Department of Surgery, Section of Transplantation, University of Chicago, IL 60637, USA.
Ann Surg. 2011 Sep;254(3):512-8; discussion 518-9. doi: 10.1097/SLA.0b013e31822c9ca7.
To develop a novel approach for local immunoprotection using CD4(+)CD25(high)CD127(-) T regulatory cells (Tregs) attached to the surface of the islets before transplantation.
Tregs expanded ex vivo can control allo and autoreactivity, therefore, Treg-based therapy may offer more effective protection for transplanted islets from immunologic attack than currently used immunosuppression. Local application of Tregs can make such therapy more clinically feasible and efficient.
Human islets were isolated and coated with allogeneic ex vivo expanded Tregs using biotin-poly(ethylene glycol)-N-hydroxysuccinimide ester (biotin-PEG-NHS) and streptavidin as binding molecules.
Coating pancreatic islets with Tregs did not affect islet viability (>90% fluorescein diacetate/propidium iodide) or the insulin secretion profile in dynamic islet perifusion assays.

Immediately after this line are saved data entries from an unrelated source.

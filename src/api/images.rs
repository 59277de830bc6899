//! Image endpoints
//!
//! The binary payload may live inline in the row or on disk under the
//! configured image directory; either way it is served base64-encoded
//! alongside the image metadata.

use axum::{
    extract::{Path, State},
    routing::get,
    Json, Router,
};
use base64::{engine::general_purpose::STANDARD as BASE64, Engine as _};
use serde::Serialize;

use crate::models::Image;
use crate::{db, AppState, Error, Result};

/// Image metadata with its base64-encoded payload
#[derive(Debug, Serialize)]
pub struct ImageResponse {
    #[serde(flatten)]
    pub image: Image,
    pub data: Option<String>,
}

/// Base64-encode the image payload: the inline blob when present,
/// otherwise the file under the configured image directory.
pub(crate) async fn resolve_payload(state: &AppState, image: &Image) -> Result<Option<String>> {
    match &image.bin_image {
        Some(bytes) => Ok(Some(BASE64.encode(bytes))),
        None => match &image.file_name {
            Some(file_name) => {
                let path = std::path::Path::new(&state.config.image_dir).join(file_name);
                match tokio::fs::read(&path).await {
                    Ok(bytes) => Ok(Some(BASE64.encode(bytes))),
                    Err(e) if e.kind() == std::io::ErrorKind::NotFound => Ok(None),
                    Err(e) => Err(e.into()),
                }
            }
            None => Ok(None),
        },
    }
}

/// GET /images/:id
pub async fn get_image(
    State(state): State<AppState>,
    Path(id): Path<i64>,
) -> Result<Json<ImageResponse>> {
    let image = db::images::get(&state.db, id)
        .await?
        .ok_or_else(|| Error::NotFound(format!("Image {} not found", id)))?;
    let data = resolve_payload(&state, &image).await?;
    Ok(Json(ImageResponse { image, data }))
}

/// Build image routes
pub fn image_routes() -> Router<AppState> {
    Router::new().route("/images/:id", get(get_image))
}
//! Configuration loading for gs-questions
//!
//! Resolution priority: environment variables override values from the TOML
//! file named by `GSQ_CONFIG` (default `gs-questions.toml`); anything still
//! unset falls back to a compiled default.

use crate::{Error, Result};
use serde::Deserialize;
use std::path::{Path, PathBuf};

/// Default course list, one code per certification track.
const DEFAULT_COURSES: &str = "PVT,IFR,COM,CFI,ATP,FLE,AMG,AMA,AMP,PAR,SPG,SPI,MIL,IOF,MCI,RDP";

/// Service configuration
#[derive(Debug, Clone, Deserialize)]
#[serde(default)]
pub struct Config {
    /// Bind host
    pub host: String,
    /// Bind port
    pub port: u16,
    /// Local SQLite database path
    pub database_path: String,
    /// Scratch directory for downloaded course snapshots
    pub scratch_dir: String,
    /// Directory holding image files referenced by file name
    pub image_dir: String,
    /// Remote snapshot URL template; `{gid}` and `{course}` are substituted
    pub content_source_url: String,
    /// Course codes swept by an update-all run
    pub courses: Vec<String>,
    /// When false, field decryption is an identity pass-through
    pub decrypt_enabled: bool,
    /// Base64-encoded AES-128 secret key
    pub secret_key: String,
    /// 16-byte initialization vector
    pub init_vector: String,
    /// HTTP connect timeout in milliseconds
    pub connect_timeout_ms: u64,
    /// HTTP read timeout in milliseconds
    pub read_timeout_ms: u64,
    /// Single-flight lock TTL in seconds; an abandoned lock self-expires
    pub lock_ttl_seconds: u64,
}

impl Default for Config {
    fn default() -> Self {
        Self {
            host: "127.0.0.1".to_string(),
            port: 8080,
            database_path: "gs-questions.db".to_string(),
            scratch_dir: std::env::temp_dir()
                .join("gs-questions")
                .display()
                .to_string(),
            image_dir: "images".to_string(),
            content_source_url: String::new(),
            courses: DEFAULT_COURSES.split(',').map(str::to_string).collect(),
            decrypt_enabled: false,
            secret_key: String::new(),
            init_vector: String::new(),
            connect_timeout_ms: 10_000,
            read_timeout_ms: 120_000,
            lock_ttl_seconds: 6 * 60 * 60,
        }
    }
}

impl Config {
    /// Load configuration from the TOML file named by `GSQ_CONFIG`
    /// (missing file is not an error), then apply environment overrides.
    pub fn load() -> Result<Self> {
        let path = std::env::var("GSQ_CONFIG")
            .map(PathBuf::from)
            .unwrap_or_else(|_| PathBuf::from("gs-questions.toml"));
        let mut config = Self::from_file(&path)?;
        config.apply_env_overrides();
        Ok(config)
    }

    /// Parse configuration from a TOML file, falling back to defaults
    /// when the file does not exist.
    pub fn from_file(path: &Path) -> Result<Self> {
        if !path.exists() {
            return Ok(Self::default());
        }
        let content = std::fs::read_to_string(path)
            .map_err(|e| Error::Config(format!("Read {} failed: {}", path.display(), e)))?;
        toml::from_str(&content)
            .map_err(|e| Error::Config(format!("Parse {} failed: {}", path.display(), e)))
    }

    fn apply_env_overrides(&mut self) {
        if let Ok(v) = std::env::var("GSQ_SECRET_KEY") {
            self.secret_key = v;
        }
        if let Ok(v) = std::env::var("GSQ_INIT_VECTOR") {
            self.init_vector = v;
        }
        if let Ok(v) = std::env::var("GSQ_CONTENT_SOURCE_URL") {
            self.content_source_url = v;
        }
        if let Ok(v) = std::env::var("GSQ_DATABASE_PATH") {
            self.database_path = v;
        }
        if let Ok(v) = std::env::var("GSQ_SCRATCH_DIR") {
            self.scratch_dir = v;
        }
    }
}

#[cfg(test)]
mod tests {
    use super::*;

    #[test]
    fn defaults_cover_every_field() {
        let config = Config::default();
        assert_eq!(config.port, 8080);
        assert_eq!(config.courses.len(), 16);
        assert!(!config.decrypt_enabled);
        assert_eq!(config.lock_ttl_seconds, 21_600);
    }

    #[test]
    fn missing_file_yields_defaults() {
        let config = Config::from_file(Path::new("/nonexistent/gsq.toml")).unwrap();
        assert_eq!(config.host, "127.0.0.1");
    }

    #[test]
    fn toml_values_override_defaults() {
        let dir = tempfile::tempdir().unwrap();
        let path = dir.path().join("gsq.toml");
        std::fs::write(
            &path,
            "port = 9090\ncourses = [\"PVT\", \"IFR\"]\ndecrypt_enabled = true\n",
        )
        .unwrap();
        let config = Config::from_file(&path).unwrap();
        assert_eq!(config.port, 9090);
        assert_eq!(config.courses, vec!["PVT", "IFR"]);
        assert!(config.decrypt_enabled);
    }
}
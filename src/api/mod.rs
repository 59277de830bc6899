//! HTTP API

pub mod answers;
pub mod health;
pub mod images;
pub mod questions;

pub use answers::answer_routes;
pub use health::health_routes;
pub use images::image_routes;
pub use questions::question_routes;
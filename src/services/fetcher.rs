//! Remote course snapshot retrieval
//!
//! Each course maps to a numeric program id; the two are templated into the
//! configured source URL and the snapshot is downloaded to
//! `<scratch_dir>/<course>.db`. The file is deleted after processing
//! regardless of outcome.

use crate::config::Config;
use crate::{Error, Result};
use std::path::PathBuf;
use std::time::Duration;
use tracing::{info, warn};

/// Downloads and disposes of per-course snapshot files
#[derive(Debug, Clone)]
pub struct ContentFetcher {
    client: reqwest::Client,
    source_template: String,
    scratch_dir: PathBuf,
}

impl ContentFetcher {
    pub fn new(config: &Config) -> Result<Self> {
        let client = reqwest::Client::builder()
            .connect_timeout(Duration::from_millis(config.connect_timeout_ms))
            .timeout(Duration::from_millis(config.read_timeout_ms))
            .build()?;
        Ok(Self {
            client,
            source_template: config.content_source_url.clone(),
            scratch_dir: PathBuf::from(&config.scratch_dir),
        })
    }

    /// Numeric program id for a course code. Unknown codes are rejected
    /// before any network activity.
    pub fn program_id(course: &str) -> Result<u32> {
        let gid = match course {
            "PVT" => 1,
            "IFR" => 2,
            "COM" => 3,
            "CFI" => 4,
            "ATP" => 5,
            "FLE" => 6,
            "AMG" => 8,
            "AMA" => 9,
            "AMP" => 10,
            "PAR" => 11,
            "SPG" => 13,
            "SPI" => 15,
            "MIL" => 16,
            "IOF" => 17,
            "MCI" => 18,
            "RDP" => 19,
            _ => return Err(Error::InvalidInput(format!("Unknown course: {}", course))),
        };
        Ok(gid)
    }

    /// Local path the course snapshot is downloaded to
    pub fn snapshot_path(&self, course: &str) -> PathBuf {
        self.scratch_dir.join(format!("{}.db", course))
    }

    /// Download the course snapshot to local scratch storage
    pub async fn fetch(&self, course: &str) -> Result<PathBuf> {
        let gid = Self::program_id(course)?;
        let url = self
            .source_template
            .replace("{gid}", &gid.to_string())
            .replace("{course}", course);
        let destination = self.snapshot_path(course);

        info!("Copying {} to {}", url, destination.display());
        let response = self.client.get(&url).send().await?.error_for_status()?;
        let bytes = response.bytes().await?;

        tokio::fs::create_dir_all(&self.scratch_dir).await?;
        tokio::fs::write(&destination, &bytes).await?;
        info!("Course content retrieved for {}", course);

        Ok(destination)
    }

    /// Delete the downloaded snapshot. Errors are logged, never raised:
    /// cleanup must not fail the cycle.
    pub async fn cleanup(&self, course: &str) {
        let path = self.snapshot_path(course);
        info!("Deleting {}", path.display());
        if let Err(e) = tokio::fs::remove_file(&path).await {
            if e.kind() != std::io::ErrorKind::NotFound {
                warn!("Error cleaning up course content: {}", e);
            }
        }
    }
}

#[cfg(test)]
mod tests {
    use super::*;

    #[test]
    fn program_ids_match_the_provider_table() {
        assert_eq!(ContentFetcher::program_id("PVT").unwrap(), 1);
        assert_eq!(ContentFetcher::program_id("IFR").unwrap(), 2);
        assert_eq!(ContentFetcher::program_id("ATP").unwrap(), 5);
        assert_eq!(ContentFetcher::program_id("AMG").unwrap(), 8);
        assert_eq!(ContentFetcher::program_id("SPI").unwrap(), 15);
        assert_eq!(ContentFetcher::program_id("RDP").unwrap(), 19);
    }

    #[test]
    fn unknown_course_is_rejected() {
        assert!(matches!(
            ContentFetcher::program_id("XYZ"),
            Err(Error::InvalidInput(_))
        ));
    }

    #[test]
    fn snapshot_path_is_named_after_the_course() {
        let config = Config {
            scratch_dir: "/tmp/gsq".to_string(),
            ..Config::default()
        };
        let fetcher = ContentFetcher::new(&config).unwrap();
        assert_eq!(fetcher.snapshot_path("PVT"), PathBuf::from("/tmp/gsq/PVT.db"));
    }
}
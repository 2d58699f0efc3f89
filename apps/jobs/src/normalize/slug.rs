use deunicode::deunicode;

/// URL-safe slug for a title.
///
/// Non-ASCII text is transliterated first ("Ingénieur" becomes "ingenieur").
/// Lowercase ASCII alphanumerics are kept, runs of whitespace, `-` and `_`
/// collapse into a single `-`, everything else is dropped.
pub fn slugify(title: &str) -> String {
    let ascii = deunicode(title);
    let mut slug = String::with_capacity(ascii.len());
    let mut pending_separator = false;

    for ch in ascii.chars() {
        if ch.is_ascii_alphanumeric() {
            if pending_separator && !slug.is_empty() {
                slug.push('-');
            }
            pending_separator = false;
            slug.push(ch.to_ascii_lowercase());
        } else if ch.is_whitespace() || ch == '-' || ch == '_' {
            pending_separator = true;
        }
    }

    slug
}
pub mod aggregator;
pub mod config;
pub mod errors;
pub mod models;
pub mod normalize;
pub mod providers;
pub mod sources;

pub use aggregator::{rank_jobs, Aggregator};
pub use config::Config;
pub use providers::{JobProvider, ProviderKind, ProviderRegistry};
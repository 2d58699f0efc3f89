use thiserror::Error;

/// Raised while building configuration or constructing a provider.
/// Fatal to whatever was being built; never produced by a fetch.
#[derive(Debug, Error)]
pub enum ConfigError {
    #[error("{provider} credentials not set: expected {vars}")]
    MissingCredentials {
        provider: &'static str,
        vars: &'static str,
    },

    #[error("Invalid value for '{key}': {message}")]
    InvalidValue { key: &'static str, message: String },

    #[error("Unable to read sources file '{path}': {source}")]
    SourcesRead {
        path: String,
        #[source]
        source: std::io::Error,
    },

    #[error("Sources file '{path}' is not valid JSON: {source}")]
    SourcesParse {
        path: String,
        #[source]
        source: serde_json::Error,
    },

    #[error("Failed to build HTTP client: {0}")]
    HttpClient(#[from] reqwest::Error),
}

/// Upstream failure while talking to an ATS.
/// Caught at the provider boundary and logged; callers only see empty results.
#[derive(Debug, Error)]
pub enum FetchError {
    #[error("HTTP error: {0}")]
    Http(#[from] reqwest::Error),

    #[error("Upstream returned status {status} for {url}")]
    Status { status: u16, url: String },

    #[error("Malformed payload from {url}: {source}")]
    Decode {
        url: String,
        #[source]
        source: serde_json::Error,
    },
}
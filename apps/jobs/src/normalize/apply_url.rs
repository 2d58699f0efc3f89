use regex::Regex;
use std::sync::OnceLock;

/// Site name appended to synthesized email subjects.
pub const SITE_TAG: &str = "useWeb3";

static EMAIL_PATTERN: OnceLock<Regex> = OnceLock::new();

fn email_pattern() -> &'static Regex {
    EMAIL_PATTERN.get_or_init(|| {
        Regex::new(r"^[^\s@/:]+@[^\s@/:]+\.[A-Za-z]{2,}$").expect("email pattern compiles")
    })
}

pub fn is_email(value: &str) -> bool {
    email_pattern().is_match(value.trim())
}

/// Application link for a posting: email addresses become a `mailto:` URL
/// with a prefilled subject, anything else passes through verbatim.
pub fn application_url(raw: &str, title: &str) -> String {
    if is_email(raw) {
        format!(
            "mailto:{}?subject=Apply for {} ({})",
            raw.trim(),
            title,
            SITE_TAG
        )
    } else {
        raw.to_string()
    }
}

After in vitro incubation with allogeneic T effector cells, Treg-coated islets revealed preserved function with higher insulin secretion compared with controls-native islets, coated islets with T effector cells or when Tregs were added to the culture, but not attached to islets (P < 0.05). In addition, the Enzyme-linked immunosorbent spot (ELISPOT) assay revealed suppression of interferon (IFN)-γ secretion, when T effector cells were challenged with Treg-coated islets comparing to controls (99 ± 7 vs 151 ± 8 dots, respectively; P < 0.01).
We demonstrated, for the first time, the ability to bind immune regulatory cells to target cells with preservation of their viability and function and protective activity against immune attack. If successfully tested in an animal model, local delivery of immunoprotective Tregs on the surface of transplanted pancreatic islets may be an alternative or improvement to the currently used immunosuppression.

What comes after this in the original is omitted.